Irena Sendler, the woman who helped save 2,500 children from the Holocaust

Irena Sendler Biography

“I give my child in your care, raise my child as if it were yours.”

These words were written by the mother of a six year old Jewish girl Rami, who was smuggled out of the Jewish ghetto in Nazi occupied Warsaw, Poland, during the Second World War. Little Rami was placed into foster care with her mother’s Polish friends on the Aryan side of the city and, unlike her mother, ultimately survived the war. The person who was instrumental in making Rami’s survival possible was a woman named Irena Sendler, a social worker and Polish resistance operative who helped save 2,500 Jewish children like Rami during the Holocaust.

Irena Sendler
Irena Sendler

Beginnings

Irena Sendler was born in 1910 in Warsaw into a Roman Catholic family. Her father, Stanislaw Krzyzanowski was a physician and a researcher in infectious diseases. He was a humanitarian and an idealist, who helped found the Polish Socialist Party. He believed in democracy, equal rights, universal health care, and an end to child labor, and was even expelled from university in Poland for leading strikes and protests advocating for those goals.

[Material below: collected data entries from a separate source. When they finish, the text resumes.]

impl QqMusicClient {
    /// Begin a new QR login, superseding any previous attempt. The stored
    /// session is cleared before the QR code is fetched.
    ///
    /// Lands in `WaitingScan` with the QR image, or in `Failed` with the
    /// upstream error when the image could not be fetched.
    pub fn start_login(&self) -> QrLoginState {
        let mut slot = self.lock_login();
        self.store.clear();
        let key = Uuid::new_v4().simple().to_string();
        tracing::info!(%key, "login created");
        let mut attempt = LoginAttempt {
            state: QrLoginState {
                key,
                qr_payload: None,
                phase: LoginPhase::Created,
            },
            qrsig: None,
        };

        match self.fetch_qr() {
            Ok((qrsig, payload)) => {
                attempt.qrsig = Some(qrsig);
                attempt.state.qr_payload = Some(payload);
                attempt.state.phase = LoginPhase::WaitingScan;
            }
            Err(e) => {
                tracing::warn!(error = %e, "QR code fetch failed");
                attempt.state.phase = LoginPhase::Failed(e);
            }
        }

        let snapshot = attempt.state.clone();
        *slot = Some(attempt);
        snapshot
    }

    /// Advance the attempt identified by `key` by one upstream status check.
    ///
    /// # Errors
    ///
    /// [`QqMusicError::InvalidKey`] when `key` is not the current attempt's
    /// key. Upstream failures do not error: they move the attempt to
    /// `Failed`.
    pub fn poll_login(&self, key: &str) -> Result<QrLoginState> {
        let mut slot = self.lock_login();
        let attempt = slot
            .as_mut()
            .filter(|a| a.state.key == key)
            .ok_or_else(|| QqMusicError::InvalidKey(key.to_owned()))?;

        if attempt.state.phase.is_terminal() {
            return Ok(attempt.state.clone());
        }

        let next = match attempt.qrsig.as_deref() {
            None => Some(LoginPhase::Failed(QqMusicError::Parse(
                "login attempt has no QR signature".into(),
            ))),
            Some(qrsig) => match self.check_qr(qrsig) {
                Ok(status) => self.advance(&attempt.state.phase, status),
                Err(e) => Some(LoginPhase::Failed(e)),
            },
        };

        if let Some(phase) = next {
            if let LoginPhase::Confirmed(session) = &phase {
                self.store.set(session.clone());
            }
            tracing::info!(
                key,
                from = attempt.state.phase.name(),
                to = phase.name(),
                "login transition"
            );
            attempt.state.phase = phase;
        }
        Ok(attempt.state.clone())
    }

    /// Drop the in-flight attempt. A confirmed session stays in the store.
    pub fn cancel_login(&self) {
        if self.lock_login().take().is_some() {
            tracing::info!("login cancelled");
        }
    }

    /// Clear the session store and any login attempt.
    pub fn logout(&self) {
        self.lock_login().take();
        self.store.clear();
        tracing::info!("logged out");
    }

    /// Snapshot of the current attempt without polling.
    pub fn login_state(&self) -> Option<QrLoginState> {
        self.lock_login().as_ref().map(|a| a.state.clone())
    }

    /// Next phase for `status` observed in `current`; `None` keeps it.
    fn advance(&self, current: &LoginPhase, status: QrStatus) -> Option<LoginPhase> {
        match (current, status) {
            (LoginPhase::WaitingScan, QrStatus::Scanned) => Some(LoginPhase::Scanned),
            (LoginPhase::WaitingScan, QrStatus::Expired) => Some(LoginPhase::Expired),
            (LoginPhase::Scanned, QrStatus::Expired) => {
                Some(LoginPhase::Failed(QqMusicError::Upstream {
                    code: 65,
                    message: "QR code expired before confirmation".into(),
                }))
            }
            (_, QrStatus::Denied) => Some(LoginPhase::Failed(QqMusicError::Upstream {
                code: 68,
                message: "login denied on device".into(),
            })),
            (_, QrStatus::Confirmed { uin, cookie, token }) => {
                let expires_at = self
                    .config
                    .session_ttl
                    .and_then(|ttl| chrono::Duration::from_std(ttl).ok())
                    .map(|ttl| Utc::now() + ttl);
                let phase = match uin {
                    Some(uin) if !cookie.is_empty() => {
                        match Session::new(Some(uin), cookie, token, expires_at) {
                            Ok(session) => LoginPhase::Confirmed(session),
                            Err(e) => LoginPhase::Failed(e),
                        }
                    }
                    _ => LoginPhase::Failed(QqMusicError::Parse(
                        "login confirmed without uin or cookie".into(),
                    )),
                };
                Some(phase)
            }
            (_, QrStatus::Other { code, message }) => {
                tracing::debug!(%code, %message, "unrecognized QR status, state unchanged");
                None
            }
            _ => None,
        }
    }

    fn fetch_qr(&self) -> Result<(String, QrPayload)> {
        let params = Params::new()
            .query("appid", APP_ID)
            .query("e", 2)
            .query("l", "M")
            .query("s", 3)
            .query("d", 72)
            .query("v", 4)
            .query("t", rand::random::<f64>())
            .query("daid", DAID)
            .query("pt_3rd_aid", THIRD_AID);
        self.relay
            .call(Operation::QrShow, &params, None, |reply| {
                let Some(qrsig) = reply.cookie("qrsig") else {
                    return Classified::Unusable("missing qrsig cookie".into());
                };
                if reply.body.is_empty() {
                    return Classified::Unusable("empty QR image".into());
                }
                let mime = reply
                    .headers
                    .get(CONTENT_TYPE)
                    .and_then(|v| v.to_str().ok())
                    .filter(|v| v.starts_with("image/"))
                    .unwrap_or("image/png")
                    .to_owned();
                Classified::Usable((
                    qrsig,
                    QrPayload {
                        mime,
                        base64: B64.encode(&reply.body),
                    },
                ))
            })
    }

    fn check_qr(&self, qrsig: &str) -> Result<QrStatus> {
        let now_ms = SystemTime::now()
            .duration_since(UNIX_EPOCH)
            .map(|d| d.as_millis())
            .unwrap_or(0);
        let params = Params::new()
            .query("u1", "https://graph.qq.com/oauth2.0/login_jump")
            .query("ptqrtoken", hash33(qrsig, 0))
            .query("ptredirect", 0)
            .query("h", 1)
            .query("t", 1)
            .query("g", 1)
            .query("from_ui", 1)
            .query("ptlang", 2052)
            .query("action", format!("0-0-{now_ms}"))
            .query("js_ver", 20_102_616)
            .query("js_type", 1)
            .query("pt_uistyle", 40)
            .query("aid", APP_ID)
            .query("daid", DAID)
            .query("pt_3rd_aid", THIRD_AID)
            .query("has_onekey", 1);
        let cookie = format!("qrsig={qrsig}");
        self.relay
            .call(Operation::QrPoll, &params, Some(&cookie), |reply| {
                match parse_status(&reply) {
                    Some(status) => Classified::Usable(status),
                    None => Classified::Unusable("missing ptuiCB payload".into()),
                }
            })
    }

    fn lock_login(&self) -> MutexGuard<'_, Option<LoginAttempt>> {
        if let Ok(guard) = self.login.lock() {
            guard
        } else {
            tracing::error!("login state lock poisoned, aborting");
            std::process::abort();
        }
    }
}

/// Decode a `ptqrlogin` reply into a [`QrStatus`].
fn parse_status(reply: &Reply) -> Option<QrStatus> {
    let args = ptui_args(&reply.text())?;
    let code = args.first()?.trim().to_owned();
    let status = match code.as_str() {
        "66" => QrStatus::Waiting,
        "67" => QrStatus::Scanned,
        "65" => QrStatus::Expired,
        "68" => QrStatus::Denied,
        "0" => {
            let redirect = args.get(2).and_then(|u| reqwest::Url::parse(u).ok());
            let query = |name: &str| {
                redirect.as_ref().and_then(|u| {
                    u.query_pairs()
                        .find(|(k, v)| k == name && !v.is_empty())
                        .map(|(_, v)| v.into_owned())
                })
            };
            let uin = query("uin")
                .or_else(|| reply.cookie("uin"))
                .map(|u| normalize_uin(&u));
            let cookie = reply
                .set_cookies()
                .into_iter()
                .filter(|(_, v)| !v.is_empty())
                .map(|(k, v)| format!("{k}={v}"))
                .collect::<Vec<_>>()
                .join("; ");
            let token = query("ptsigx").or_else(|| reply.cookie("p_skey"));
            QrStatus::Confirmed { uin, cookie, token }
        }
        _ => QrStatus::Other {
            message: args.get(4).cloned().unwrap_or_default(),
            code,
        },
    };
    Some(status)
}

/// Single-quoted arguments of `ptuiCB(...)`.
fn ptui_args(text: &str) -> Option<Vec<String>> {
    let start = text.find("ptuiCB(")? + "ptuiCB(".len();
    let end = text.rfind(')')?;
    if end < start {
        return None;
    }
    let mut args = Vec::new();
    let mut in_quote = false;
    let mut buf = String::new();
    for c in text[start..end].chars() {
        if c == '\'' {
            if in_quote {
                args.push(std::mem::take(&mut buf));
            }
            in_quote = !in_quote;
        } else if in_quote {
            buf.push(c);
        }
    }
    (!args.is_empty()).then_some(args)
}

When Irena was two, the family moved outside of Warsaw, to the village of Otwock, where Stanislaw set up his practice for the treatment of tuberculosis. The village was fifty percent Jewish, and that percentage included the poorest of residents. Unlike other doctors in the area, Stanislaw treated everyone, the rich and poor alike, despite the poor not being able to pay. “If someone else is drowning, you have to give a hand,” he would often say.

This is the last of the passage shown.